Stanya Kahn at Weiss Berlin

Stanya Kahn

November 11 to December 23, 2016

Weiss Berlin
Bundesallee 221
10719 Berlin     

“All of this was made with a lot of pleasure despite various feelings 
of terror, grief and worry. El Niño never came, the cops shot over 500
people, demonization of the other is at an all-time high, the planet is
choking, my mom died. And now Trump. And that’s just the tip of the iceberg.
No more icebergs. This is just the tip of death’s boney middle finger. If I
could say one thing, I’d tell you that scientifically speaking, snakes only
ever eat their own tails when they are having a severe anxiety attack due to 
heatstroke. They are self-destructing in a hot panic. While the image of a
snake eating it’s tail has been used to refer to the cyclical nature of life
and death, to eternity and the infinite in many cultures—from Greek, Indian,
Norse and South American mythology to systems of thought in Alchemy and Yoga—
the ancient Egyptian idea of a circling “formless disorder that surrounds the
orderly world and is involved in that world’s periodic renewal” seems to most
closely reflect the wildness of worry, especially that which is brought on by
hostile environmental conditions. Severe drought; the unregulated heat of
citizen disempowerment in a two-party system seemingly air-locked with no
cross-stream; love and family in late capitalism atomizing the body-mind
connection faster than you can say dialectic. It’s getting hot in here. Tail
in mouth, we are eating the wrong thing.” —Kahn 

Weiss Berlin is pleased to announce the first solo show of Stanya Kahn 
in Berlin. New and recent works in video, animation and on canvas continue
Kahn’s practice of using allegory and metaphor to complicate spaces between
humor and anxiety, irony and awe, dejection and concern. In exuberantly
colorful drawings and paintings, land, water, animals and barely embodied
humans staring into their devices, linger at the edge of exhaustion.

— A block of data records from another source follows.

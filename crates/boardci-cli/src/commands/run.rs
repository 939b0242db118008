//! Local job execution command.

use anyhow::{Context, Result, bail};
use async_trait::async_trait;
use boardci_config::{ShellConfig, load_system_config};
use boardci_core::status::{NotifyState, StatusSink, StatusUpdate};
use boardci_core::store::JobStore;
use boardci_core::{Job, JobDescriptor, JobStatus};
use boardci_db::MemoryStore;
use boardci_executor::{BoardPower, PtySessionFactory};
use boardci_scheduler::{Definitions, PersistPolicy, PipelineRunner, Reporter};
use std::sync::Arc;
use tokio_util::sync::CancellationToken;

use crate::RunArgs;

/// Prints notifications to the terminal.
struct ConsoleSink;

#[async_trait]
impl StatusSink for ConsoleSink {
    async fn notify(&self, update: StatusUpdate) -> boardci_core::Result<()> {
        let marker = match update.state {
            NotifyState::Pending => "○",
            NotifyState::Running => "▶",
            NotifyState::Success => "✓",
            NotifyState::Failure => "✗",
        };
        println!("{} {}", marker, update.message);
        Ok(())
    }
}

/// Run every stage of one job against a local shell.
pub async fn run_local(args: RunArgs) -> Result<()> {
    let pipelines = super::load(&args.definitions)?;

    let system = args
        .config
        .as_deref()
        .map(load_system_config)
        .transpose()
        .context("Failed to load system configuration")?;
    let shell = system
        .as_ref()
        .map(|c| c.shell.clone())
        .unwrap_or_else(ShellConfig::default);

    let descriptor = JobDescriptor {
        unique_id: args.unique_id,
        change_number: args.change,
        project_name: args
            .project
            .rsplit('/')
            .next()
            .unwrap_or(&args.project)
            .to_string(),
        project_full_name: args.project.clone(),
        commit_ref: args.sha.clone(),
        clone_url: args.clone_url.clone(),
        branch: args.branch.clone(),
    };

    let store = Arc::new(MemoryStore::new());
    let reporter = Reporter::new(
        store.clone(),
        Arc::new(ConsoleSink),
        PersistPolicy::default(),
        CancellationToken::new(),
    );

    let mut runner = PipelineRunner::new(
        Definitions::Fixed(pipelines),
        Arc::new(PtySessionFactory::new(shell)),
        &args.log_dir,
    );
    if let Some(config) = &system {
        if let Some(relay) = &config.relay {
            runner = runner.with_device(Arc::new(BoardPower::from_config(relay)), config.power);
        }
    }

    let cancel = CancellationToken::new();
    let interrupt = cancel.clone();
    tokio::spawn(async move {
        if tokio::signal::ctrl_c().await.is_ok() {
            println!("Interrupted, stopping after the current command");
            interrupt.cancel();
        }
    });

    // Started by hand, so nothing supersedes it.
    let job = Job::new(descriptor, true);
    println!("Running {} ({})", job.identity, args.definitions.display());
    let status = runner.run(&job, &cancel, &reporter).await?;

    println!("\n--- Stage Summary ---");
    for log in store.logs(&job.identity).await? {
        println!("  {} - {} lines", log.stage_name, log.transcript.lines().count());
    }
    println!("Logs written to {}", args.log_dir.display());

    match status {
        JobStatus::Success => {
            println!("\n✓ Job succeeded!");
            Ok(())
        }
        other => bail!("Job {}", other),
    }
}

In the
two animations, “For the Birds,” (2013) and “Yes and No,” (2016), power and
muted yearning cycle in dialectical loops. Two birds exchange deadpan desires
for escape amidst endless danger. A witch covered in penises jumps over and
over. Did she cast a spell to get rid of all the dicks? Or a spell to have 
one? Dismantling power is complicated. Meanwhile, in the final room of the 
gallery, the feature-length experimental narrative video Don’t Go Back to 
Sleep (2014), showing for the first time in Berlin, forms the darkly humorous
core of the exhibition.
With a run time of 74 minutes, Don’t Go Back to Sleep is a haunted
tragi-comedy that functions as much as a symbolic meditation on citizen
resilience as a metaphor for the violence of the state and the First World’s
rapacious impact on the earth, driving the planet itself towards impending
death. As medical professionals perform haphazard triage, mostly on each
other, in vacant housing, we realize the protagonists may be some of the only
people left: workers (The People) vs. the danger outside: the state 
(police/military/clampdown). In the tenuous relations between strangers
collaborating under pressure, darkly comedic resilience and regenerative
energy rise in small, understated human exchanges.  
weiss berlin
Shot in Kansas City, Missouri, in newly built homes left uninhabited
and unfinished in the economic crash, Don’t Go Back to Sleep follows roving
groups of frontline emergency workers adrift in nearly empty, end-times urban
and suburban landscapes. In a series of uncanny scenes, dark joking emerges
alongside efforts at cohesion and collectivity. Squatting empty suburban
developments and luxury high-rises, depressed with the aura of so many
displaced by the U.S. housing market catastrophe, nurses and doctors
establish make-shift treatment centers within the architectural mundane:
fixtures and countertops, carpet pads and exposed wiring, fireplaces and
crown molding. Untouched appliances glow dully in the market’s wake. Time
alternately slows and speeds as the characters recalibrate their stress
responses, suspended in the in-between of waiting, activated by uncertainty,
disasters already underway and the reverberations of decades of distress. 
Alcohol, cake and lunchmeat provide sub-par sustenance as the workers labor,
sleep and bury their dead.   

Further extending a video practice that allows fluid boundaries 
between the real and the fictive, between narrative and abstraction, Kahn
directs an ensemble cast of mostly non-actors to perform both scripted and
improvised scenarios in which their agency becomes central to the film’s
construction as they create candid dialogue. Her sound design, anchored here
with original compositions by Kahn and musician Keith Woods (of Hush Arbors
and Chelsea Light Moving), holds a central role in the language of the film. 
The edits and the cameras’ movements and fixations play with reconfigurations
of space, time, materiality, alienation and the overworking of Nature. A
quieter humor of anxiety seeks out the edges of despair while trying to

Don’t Go Back to Sleep, 2014 TRT: 74 minutes
Written, directed, shot, edited and sound designed by Stanya Kahn. Includes
original sounds/music by Kahn and Keith Wood (Hush Arbors, Chelsea Light
Moving). B Camera by Ignacio Genzon, Mike Soltz and Chiara Giovando. The cast
contributed primary dialogue. 
Made with the support of Grand Arts and the Guggenheim Foundation. 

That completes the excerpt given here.